In a unique marketing ploy, Sirius Publishing, Inc. offered a $1,000,000 prize to the first eligible player who could solve the mystery of Treasure Quest and submit an explanation of the solution to the complete satisfaction of a panel of judges. The contest would end on December 31, 1999 if no winner was determined.

The ultimate solution, as given by the developer Cerise Casper (now Cerise Vablais) to Sirius Publishing, was "The Tree of Life", referring to both wisdom and the love of the professor's lost fiancée Rose. It references both the Kabbalah and Proverbs 3:18, "She is a tree of life to them that lay hold upon her: and happy is every one that retaineth her." The rooms and corridors in the game were connected like those in the Kabbalah's diagram.

The "outcome" of this game is steeped in controversy.

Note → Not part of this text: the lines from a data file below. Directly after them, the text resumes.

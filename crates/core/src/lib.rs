//! Cake Shop Core - Shared domain types.
//!
//! This crate provides the types used across all cake shop components:
//! - `storefront` - Cart, catalog and projection state management
//! - `cli` - Terminal front end for browsing, the cart and catalog admin
//!
//! # Architecture
//!
//! The core crate contains only types - no I/O, no storage access, no prompts.
//! This keeps it lightweight and allows it to be used anywhere.
//!
//! # Modules
//!
//! - [`types`] - Newtype wrappers for IDs, prices and image references, plus
//!   the `Cake` and `CartLine` records

#![cfg_attr(not(test), forbid(unsafe_code))]

pub mod types;

pub use types::*;
//! Cake Shop Storefront library.
//!
//! Holds the whole stateful core of the shop behind [`state::AppState`]:
//!
//! - [`cart`] - Cart lines, mutation rules and local persistence
//! - [`catalog`] - The in-memory catalog, admin CRUD and the built-in seed set
//! - [`projection`] - Search + sort view over the catalog
//! - [`intake`] - The admin cake form, including image file intake
//! - [`storage`] - Key-value storage standing in for per-browser storage
//! - [`prompt`] - Confirmation and acknowledgment collaborators
//!
//! Front ends (the `cake-shop` CLI) only talk to `AppState`.

#![cfg_attr(not(test), forbid(unsafe_code))]

pub mod cart;
pub mod catalog;
pub mod config;
pub mod error;
pub mod intake;
pub mod projection;
pub mod prompt;
pub mod state;
pub mod storage;

pub use error::{AppError, Result};
pub use state::{AppState, View};
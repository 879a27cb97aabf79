//! Cart line records.

use serde::{Deserialize, Serialize};

use super::cake::Cake;
use super::id::CakeId;
use super::image::ImageRef;
use super::price::Price;

/// A quantity of one cake in the shopper's cart.
///
/// Name, price and image are snapshots taken when the cake was first added;
/// later catalog edits do not change them. The `id` is not checked against the
/// catalog, so a line can outlive its cake.
#[derive(Debug, Clone, PartialEq, Eq, Serialize, Deserialize)]
#[serde(rename_all = "camelCase")]
pub struct CartLine {
    pub id: CakeId,
    pub name: String,
    pub price: Price,
    pub image_url: ImageRef,
    /// Always at least 1 while the line exists.
    pub quantity: u32,
}

impl CartLine {
    /// Start a line for `cake` with a quantity of one.
    #[must_use]
    pub fn for_cake(cake: &Cake) -> Self {
        Self {
            id: cake.id,
            name: cake.name.clone(),
            price: cake.price,
            image_url: cake.image_url.clone(),
            quantity: 1,
        }
    }

    /// `price × quantity` for this line.
    #[must_use]
    pub fn line_total(&self) -> Price {
        self.price * self.quantity
    }
}
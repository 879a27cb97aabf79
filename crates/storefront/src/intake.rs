//! The admin cake form.
//!
//! [`CakeForm`] holds free-text field values the way an HTML form does and
//! turns them into a [`CakeSubmission`] on submit. Price text is parsed
//! leniently; the only hard requirement is an image.
//!
//! # Image intake
//!
//! An image is either a pasted URL or a local file. Files are read with
//! `tokio::fs` and embedded as a base64 `data:` URL, so the cake carries its
//! image inline. Only that embedded form is kept; nothing else about the file
//! is stored.

use std::path::{Path, PathBuf};

use base64::Engine;
use base64::engine::general_purpose::STANDARD;
use cake_shop_core::{Cake, CakeDraft, CakeId, ImageRef, Price};
use thiserror::Error;
use tracing::{debug, instrument};

/// Alert shown when a form is submitted without an image.
pub const MISSING_IMAGE_MESSAGE: &str = "Please upload an image for the cake.";

/// Errors reading a selected image file.
#[derive(Debug, Error)]
pub enum IntakeError {
    #[error("could not read image {path}: {source}")]
    Io {
        path: PathBuf,
        #[source]
        source: std::io::Error,
    },

    #[error("image {path} is {size} bytes, more than the {limit} byte limit")]
    TooLarge { path: PathBuf, size: u64, limit: u64 },
}

/// Why a submit did not produce a cake.
#[derive(Debug, Clone, Copy, PartialEq, Eq, Error)]
pub enum FormRejection {
    #[error("{}", MISSING_IMAGE_MESSAGE)]
    MissingImage,
}

/// A well-formed cake produced by the form.
#[derive(Debug, Clone, PartialEq, Eq)]
pub enum CakeSubmission {
    /// No identifier yet: add to the catalog.
    Create(CakeDraft),
    /// Carries the identifier of the cake being edited.
    Update(Cake),
}

/// Field values of the add/edit cake form.
#[derive(Debug, Clone, Default, PartialEq, Eq)]
pub struct CakeForm {
    editing: Option<CakeId>,
    pub name: String,
    pub description: String,
    pub long_description: String,
    /// Raw price text as typed.
    pub price: String,
    /// URL or `data:` URL; empty until an image is chosen.
    pub image_url: String,
}

impl CakeForm {
    /// A blank form for adding a new cake.
    #[must_use]
    pub fn new() -> Self {
        Self::default()
    }

    /// A form pre-filled from `cake`, for editing it.
    #[must_use]
    pub fn editing(cake: &Cake) -> Self {
        Self {
            editing: Some(cake.id),
            name: cake.name.clone(),
            description: cake.description.clone(),
            long_description: cake.long_description.clone(),
            price: cake.price.amount().to_string(),
            image_url: cake.image_url.as_str().to_string(),
        }
    }

    /// Use a pasted URL as the image.
    pub fn set_image_url(&mut self, url: impl Into<String>) {
        self.image_url = url.into();
    }

    /// Read `path` and use it as the embedded image.
    ///
    /// On error the previous image is left as it was.
    ///
    /// # Errors
    ///
    /// Returns `IntakeError` if the file cannot be read or is larger than
    /// `max_bytes`.
    pub async fn attach_image_file(
        &mut self,
        path: impl AsRef<Path>,
        max_bytes: u64,
    ) -> Result<(), IntakeError> {
        let image = read_image_file(path.as_ref(), max_bytes).await?;
        self.image_url = image.as_str().to_string();
        Ok(())
    }

    /// Validate the fields and build the cake they describe.
    ///
    /// # Errors
    ///
    /// Returns `FormRejection::MissingImage` if no image has been chosen.
    pub fn submit(&self) -> Result<CakeSubmission, FormRejection> {
        let image_url = ImageRef::new(&self.image_url);
        if image_url.is_empty() {
            return Err(FormRejection::MissingImage);
        }

        let draft = CakeDraft {
            name: self.name.clone(),
            description: self.description.clone(),
            long_description: self.long_description.clone(),
            price: Price::parse_lenient(&self.price),
            image_url,
        };

        Ok(match self.editing {
            Some(id) => CakeSubmission::Update(draft.with_id(id)),
            None => CakeSubmission::Create(draft),
        })
    }
}

/// Read an image file into an embedded `data:` reference.
///
/// # Errors
///
/// Returns `IntakeError` if the file cannot be read or is larger than
/// `max_bytes`.
#[instrument]
pub async fn read_image_file(path: &Path, max_bytes: u64) -> Result<ImageRef, IntakeError> {
    let io_error = |source: std::io::Error| IntakeError::Io {
        path: path.to_path_buf(),
        source,
    };

    let size = tokio::fs::metadata(path).await.map_err(io_error)?.len();
    if size > max_bytes {
        return Err(IntakeError::TooLarge {
            path: path.to_path_buf(),
            size,
            limit: max_bytes,
        });
    }

    let bytes = tokio::fs::read(path).await.map_err(io_error)?;
    let image = ImageRef::embedded(mime_type_for(path), &STANDARD.encode(&bytes));
    debug!(bytes = bytes.len(), encoded = image.len(), "Embedded image file");
    Ok(image)
}

/// Media type for the data URL, from the file extension.
fn mime_type_for(path: &Path) -> &'static str {
    let extension = path
        .extension()
        .and_then(|ext| ext.to_str())
        .map(str::to_ascii_lowercase);
    match extension.as_deref() {
        Some("png") => "image/png",
        Some("jpg" | "jpeg") => "image/jpeg",
        Some("gif") => "image/gif",
        Some("webp") => "image/webp",
        Some("svg") => "image/svg+xml",
        Some("avif") => "image/avif",
        Some("bmp") => "image/bmp",
        _ => "application/octet-stream",
    }
}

Paul Wigowsky of Woodburn, Oregon submitted the "Tree of Life" solution with the ten room quotes on May 31, 1996. Wigowsky was a schoolteacher and a student of esoteric teachings. He immediately recognized that the design of the 10-room mansion with the 22 connections between the rooms was the same design that he had seen in books on the Hebrew Kabbalah with the 10 Sephira and twenty-two paths (also twenty-two letters of the Hebrew alphabet). It was afterwards admitted by the producer of the game that this quester was indeed the first to submit the correct solution; however, the player was disqualified on the technicality that he did not put the required registration number in the upper right hand corner of the submission (as required by the rules of the game).
Shortly afterwards, Sirius Publishing released a statement that the $1 million prize was won. They posted the solution to the game on their website. A person by the name of P. Dreizen of San Francisco, California, won the game and the cash prize in May 1998. It was speculated that the person "P. Dreizen" is actually an anagram of "End Prize." Many of the people that collaborated online wonder why the person never showed up to discussions or participated in the chat rooms. They believed a game of such complexity couldn't be solved alone.

==Reception==
Entertainment Weekly wrote that "Sirius Publishing is using a time-honored motivator to get skeptical shoppers to cough up 50 bucks for its latest game, Treasure Quest: avarice."

In 1996, Computer Gaming World declared Treasure Quest the 25th-worst computer game ever released.

===Awards===
1996 Invision Gold Award for Best Strategy/Puzzle Game Title, given by New Media Magazine

==Bibliography==
- Dembo, Arinn. "Treasure Quest," in Computer Gaming World 146 (Sept 1996): 164–167.
- Giovetti, Al. Treasure Quest at thecomputershow.com
- House, Michael L. Treasure Quest at allgame.com
- Melanson, Mike. 20. Treasure Quest at Multimedia Exploration Journal (Feb 16, 2003).
- Miller, Chuck. Treasure Quest at cnet.com
- Phil, Thé. "Treasure Quest," in Computer Games Strategy Plus 70 (Sept 1996): 108.
- Poole, Stephen. Treasure Quest at GameSpot.com (Jun 14, 1996).
- Sauer, John. "Treasure Quest," in PC Games (Jul 1996): 56.
- Slugansky, Randy. "The 10 Biggest Turkeys of All Time," at JustAdventure.com
- Young, Rosemary. Treasure Quest at QuandaryLand.com (Jul 1996).